Saturday, January 6, 2018
2 moms find terrifying ‘help’ notes in online purchases. One writer died mysteriously months ago
Nicole Perez was appalled when she saw a note accompanying her child’s underpants she had bought online for her little girl.
“I was terrified,” Perez told WXYZ back in 2015. “I just felt like everything just dropped to my stomach.”
The note was tucked in The Tinkerbell underwear, which was made in the Philippines and manufactured by Handcraft Manufacturing Corporation in New York.
On the front of the note, written on a piece of cardboard, it read, “Help me: Plz.” On the back read a woman’s name, “MayAnn,” a phone number, and her country.
The Detroit mom was worried about the safety of the woman who wrote the note.
“You’re wondering if this is forced labor, if they’re just working long hours, they’re putting these underwear together and clearly someone is reaching out for help and so you think about your own kids and you hope that this isn’t the case,” Perez said.
Perez tried to call the phone number but no one answered.
“This can happen to anything that you buy,” she said. “You never know, but you are a little bit more aware of where things are coming from.”
In another case dating back to 2012, an Oregon mom, Julie Keith, also found a chilling “help” note in a Halloween toy kit she purchased from Kmart for her children. But this note had more than just a name, number, and location.
This desperate cry for help came from China’s most notorious forced-labor camp, Masanjia.
Upon seeing the handwritten letter, Keith, quickly took action. The chilling letter made international headlines at the time. The author, Sun Yi, had been illegally detained for two years, and was subject to horrific torture in the forced-labor camp, as guards attempted to force him to give up his faith in Falun Dafa, a meditation practice emphasizing “Truthfulness, Compassion, and Forbearance,” which is persecuted in China today.

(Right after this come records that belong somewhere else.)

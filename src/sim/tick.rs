//! Fixed timestep simulation tick
//!
//! Core round loop that advances the simulation deterministically.

use super::collision::first_wall_overlap;
use super::reflect::{launch, reflect};
use super::state::{GameEvent, GameState, RoundPhase, TankInput};

/// Advance the game by one fixed step
///
/// `inputs` is indexed by tank id; missing entries mean no input.
pub fn tick(state: &mut GameState, inputs: &[TankInput]) -> Vec<GameEvent> {
    let mut events = Vec::new();
    state.time_ticks += 1;

    move_tanks(state, inputs, &mut events);
    move_bullets(state, &mut events);
    state.bullets.age();

    match state.phase {
        RoundPhase::Running => {
            if state.alive().count() <= 1 {
                log::info!("Round {} decided at tick {}", state.round, state.time_ticks);
                state.phase = RoundPhase::Ending {
                    ticks_left: state.config.round_end_ticks,
                };
            }
        }
        RoundPhase::Ending { ticks_left } if ticks_left > 1 => {
            state.phase = RoundPhase::Ending {
                ticks_left: ticks_left - 1,
            };
        }
        RoundPhase::Ending { .. } => {
            let winner = state.alive().next().map(|t| t.id);
            if let Some(id) = winner {
                state.scores[id] += 1;
            }
            log::info!("Round {} over, winner {:?}, scores {:?}", state.round, winner, state.scores);
            events.push(GameEvent::RoundOver { winner });
            events.push(state.setup_level());
        }
    }

    events
}

fn move_tanks(state: &mut GameState, inputs: &[TankInput], events: &mut Vec<GameEvent>) {
    let GameState {
        config,
        maze,
        tanks,
        bullets,
        ..
    } = state;

    for tank in tanks.iter_mut().filter(|t| t.active) {
        let input = inputs.get(tank.id).copied().unwrap_or_default();
        let before = tank.pose();

        // Bullets leave from the pre-move muzzle, travelling out from the hull
        // centre so a barrel pressed against a wall cannot shoot through it
        if tank.apply_input(&input, config) {
            let muzzle = tank.muzzle(config.bullet_radius);
            if let Some(id) = bullets.fire(tank.id, muzzle, tank.rotation, config) {
                events.push(GameEvent::ShotFired { tank: tank.id, bullet: id });
                if let Some(bullet) = bullets.shot_mut(id) {
                    for hit in launch(bullet, tank.pos, maze) {
                        events.push(GameEvent::BulletBounced { bullet: id, face: hit.face });
                    }
                }
            }
        }

        tank.advance();
        if let Some(wall) = first_wall_overlap(&tank.corners(), tank.pos, maze) {
            log::debug!("Tank {} blocked by wall {:?}", tank.id, wall);
            tank.revert(before);
            events.push(GameEvent::TankBlocked { tank: tank.id, wall });
        }
    }
}

fn move_bullets(state: &mut GameState, events: &mut Vec<GameEvent>) {
    let GameState {
        maze, tanks, bullets, ..
    } = state;

    for bullet in bullets.iter_mut().filter(|b| b.active) {
        bullet.advance();
        if let Some(hit) = reflect(bullet, maze) {
            events.push(GameEvent::BulletBounced {
                bullet: bullet.id,
                face: hit.face,
            });
        }

        if let Some(tank) = tanks.iter_mut().find(|t| t.active && t.is_hit_by(bullet)) {
            log::debug!("Tank {} destroyed by bullet {} of tank {}", tank.id, bullet.id, bullet.owner);
            tank.active = false;
            bullet.active = false;
            events.push(GameEvent::TankDestroyed {
                tank: tank.id,
                bullet: bullet.id,
                shooter: bullet.owner,
            });
        }
    }
}

#[cfg(test)]
mod tests {
    use super::*;
    use crate::settings::ArenaConfig;
    use crate::sim::{CellCoord, Direction, Maze};
    use glam::Vec2;
    use std::f32::consts::PI;

    fn idle() -> Vec<TankInput> {
        vec![TankInput::default(); 2]
    }

    /// Pin both tanks in known cells of the current maze
    fn place(state: &mut GameState, a: (usize, usize), b: (usize, usize)) {
        state.tanks[0].pos = state.maze.cell_center(a.0, a.1);
        state.tanks[1].pos = state.maze.cell_center(b.0, b.1);
    }

    #[test]
    fn test_new_game_places_tanks() {
        let state = GameState::new(12345, ArenaConfig::default());
        assert_eq!(state.tanks.len(), 2);
        assert_eq!(state.phase, RoundPhase::Running);
        assert_eq!(state.round, 1);
        assert!(state.maze.is_connected());

        let cells: Vec<_> = state
            .tanks
            .iter()
            .map(|t| state.maze.metrics().scene_to_cell(t.pos))
            .collect();
        assert_ne!(cells[0], cells[1]);
        for (tank, cell) in state.tanks.iter().zip(&cells) {
            assert!(state.maze.contains(*cell));
            assert_eq!(tank.pos, state.maze.cell_center(cell.row as usize, cell.col as usize));
            assert!(tank.active);
        }
    }

    #[test]
    fn test_idle_tick_changes_nothing() {
        let mut state = GameState::new(7, ArenaConfig::default());
        let before: Vec<Vec2> = state.tanks.iter().map(|t| t.pos).collect();
        let events = tick(&mut state, &idle());
        assert!(events.is_empty());
        assert_eq!(state.time_ticks, 1);
        let after: Vec<Vec2> = state.tanks.iter().map(|t| t.pos).collect();
        assert_eq!(before, after);
    }

    #[test]
    fn test_tank_stops_at_wall() {
        let mut state = GameState::new(3, ArenaConfig::default());
        let far_corner = (state.maze.rows(), state.maze.cols());
        place(&mut state, (1, 1), far_corner);
        // Face the outer left wall and drive into it
        state.tanks[0].rotation = PI - 1e-3;
        let mut inputs = idle();
        inputs[0].forward = true;

        let mut blocked = false;
        for _ in 0..30 {
            let events = tick(&mut state, &inputs);
            blocked |= events
                .iter()
                .any(|e| matches!(e, GameEvent::TankBlocked { tank: 0, .. }));
        }
        assert!(blocked);

        let tank = &state.tanks[0];
        let face = state.maze.metrics().wall_thickness;
        let min_x = tank.corners().iter().map(|c| c.x).fold(f32::MAX, f32::min);
        assert!(min_x > face, "hull at {min_x} went into the wall");
    }

    #[test]
    fn test_shot_kills_tank_and_round_restarts() {
        let config = ArenaConfig {
            round_end_ticks: 5,
            ..ArenaConfig::default()
        };
        let mut state = GameState::new(99, config);
        // Only (1,1)|(1,2) is open: shooter in (1,1) fires right at (1,2)
        state.maze = Maze::with_passages(
            3,
            3,
            state.config.metrics(),
            [(1, 1, Direction::Right)],
        );
        place(&mut state, (1, 1), (1, 2));
        state.tanks[0].rotation = 0.0;

        let mut inputs = idle();
        inputs[0].shoot = true;
        let events = tick(&mut state, &inputs);
        assert!(events.contains(&GameEvent::ShotFired { tank: 0, bullet: 1 }));

        let mut destroyed = None;
        for _ in 0..30 {
            for event in tick(&mut state, &idle()) {
                if let GameEvent::TankDestroyed { tank, shooter, .. } = event {
                    destroyed = Some((tank, shooter));
                }
            }
            if destroyed.is_some() {
                break;
            }
        }
        assert_eq!(destroyed, Some((1, 0)));
        assert!(matches!(state.phase, RoundPhase::Ending { .. }));
        assert_eq!(state.bullets.active().count(), 0);

        let mut over = Vec::new();
        for _ in 0..5 {
            over.extend(tick(&mut state, &idle()));
        }
        assert!(over.contains(&GameEvent::RoundOver { winner: Some(0) }));
        assert_eq!(state.scores, vec![1, 0]);
        assert_eq!(state.round, 2);
        assert_eq!(state.phase, RoundPhase::Running);
        assert!(state.tanks.iter().all(|t| t.active));
    }

    /// Tank 0 alone in sealed (2, 2), hull `gap` short of the right face
    fn cornered_shooter(gap: f32, rotation: f32) -> GameState {
        let mut state = GameState::new(21, ArenaConfig::default());
        state.maze = Maze::with_passages(3, 3, state.config.metrics(), []);
        place(&mut state, (2, 2), (3, 3));
        state.tanks[0].rotation = rotation;

        let face = state.maze.cell_center(2, 2).x + state.maze.metrics().half_interior();
        let reach = state.tanks[0].corners().iter().map(|c| c.x).fold(f32::MIN, f32::max);
        state.tanks[0].pos.x += face - gap - reach;
        state
    }

    fn assert_bullets_in(state: &GameState, cell: CellCoord) {
        for bullet in state.bullets.active() {
            assert_eq!(
                state.maze.metrics().scene_to_cell(bullet.pos),
                cell,
                "bullet {} escaped to {:?}",
                bullet.id,
                bullet.pos
            );
        }
    }

    #[test]
    fn test_point_blank_shot_bounces_back() {
        for gap in [0.5, 1.0, 5.0] {
            let mut state = cornered_shooter(gap, 0.0);
            let mut inputs = idle();
            inputs[0].shoot = true;

            let events = tick(&mut state, &inputs);
            assert!(events.contains(&GameEvent::BulletBounced {
                bullet: 1,
                face: Direction::Right
            }));
            // The shot comes straight back into the shooter
            assert!(events.contains(&GameEvent::TankDestroyed {
                tank: 0,
                bullet: 1,
                shooter: 0
            }));
            assert_bullets_in(&state, CellCoord::new(2, 2));
        }
    }

    #[test]
    fn test_angled_shot_against_wall_stays_in_cell() {
        for rotation in [0.1, 0.2, -0.15] {
            let mut state = cornered_shooter(0.5, rotation);
            let mut inputs = idle();
            inputs[0].shoot = true;

            tick(&mut state, &inputs);
            assert_bullets_in(&state, CellCoord::new(2, 2));
            for _ in 0..120 {
                tick(&mut state, &idle());
                assert_bullets_in(&state, CellCoord::new(2, 2));
            }
        }
    }

    #[test]
    fn test_bullets_expire() {
        let config = ArenaConfig {
            bullet_ttl_ticks: 6,
            ..ArenaConfig::default()
        };
        let mut state = GameState::new(5, config);
        state.maze = Maze::with_passages(3, 3, state.config.metrics(), []);
        place(&mut state, (2, 2), (3, 3));
        // Fire at the closed right side of the cell; one bounce, no hit
        state.tanks[0].rotation = 0.0;

        let mut inputs = idle();
        inputs[0].shoot = true;
        tick(&mut state, &inputs);
        assert_eq!(state.bullets.in_flight(0), 1);
        for _ in 0..5 {
            tick(&mut state, &idle());
        }
        assert_eq!(state.bullets.in_flight(0), 0);
    }

    #[test]
    fn test_determinism() {
        // Two states with same seed should produce identical results
        let mut a = GameState::new(99999, ArenaConfig::default());
        let mut b = GameState::new(99999, ArenaConfig::default());

        let script = [
            TankInput { forward: true, ..Default::default() },
            TankInput { rotate_left: true, shoot: true, ..Default::default() },
            TankInput { backward: true, rotate_right: true, ..Default::default() },
            TankInput { shoot: true, forward: true, ..Default::default() },
        ];

        for step in 0..600 {
            let inputs = [script[step % 4], script[(step / 3) % 4]];
            let ea = tick(&mut a, &inputs);
            let eb = tick(&mut b, &inputs);
            assert_eq!(ea, eb);
        }

        assert_eq!(a.maze, b.maze);
        assert_eq!(a.scores, b.scores);
        for (ta, tb) in a.tanks.iter().zip(&b.tanks) {
            assert_eq!(ta.pose(), tb.pose());
        }
    }
}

A Chinese-speaking journalist, Du Bin, found Sun and published a book on Sun’s story in the hellish labor camp. The publication caused Du to be illegally detained by the Chinese Communist regime for 37 days and held under house arrest for a year.
Sun, a Chinese engineer, escaped China and arrived in Indonesia earlier this year, reported the Epoch Times. The Oregon mom got a chance to visit him.
After Sun’s story was published, he wrote his will, considering a high potential for retaliation from the Chinese regime. Sadly, his health took an unusual toll, and he later died of unexpected kidney failure in hospital in October, as reported by NTDTV. His body was soon cremated without his family’s consent, which raised suspicions that Sun was killed in Indonesia by being injected with poison due to pressure from the Chinese Communist regime.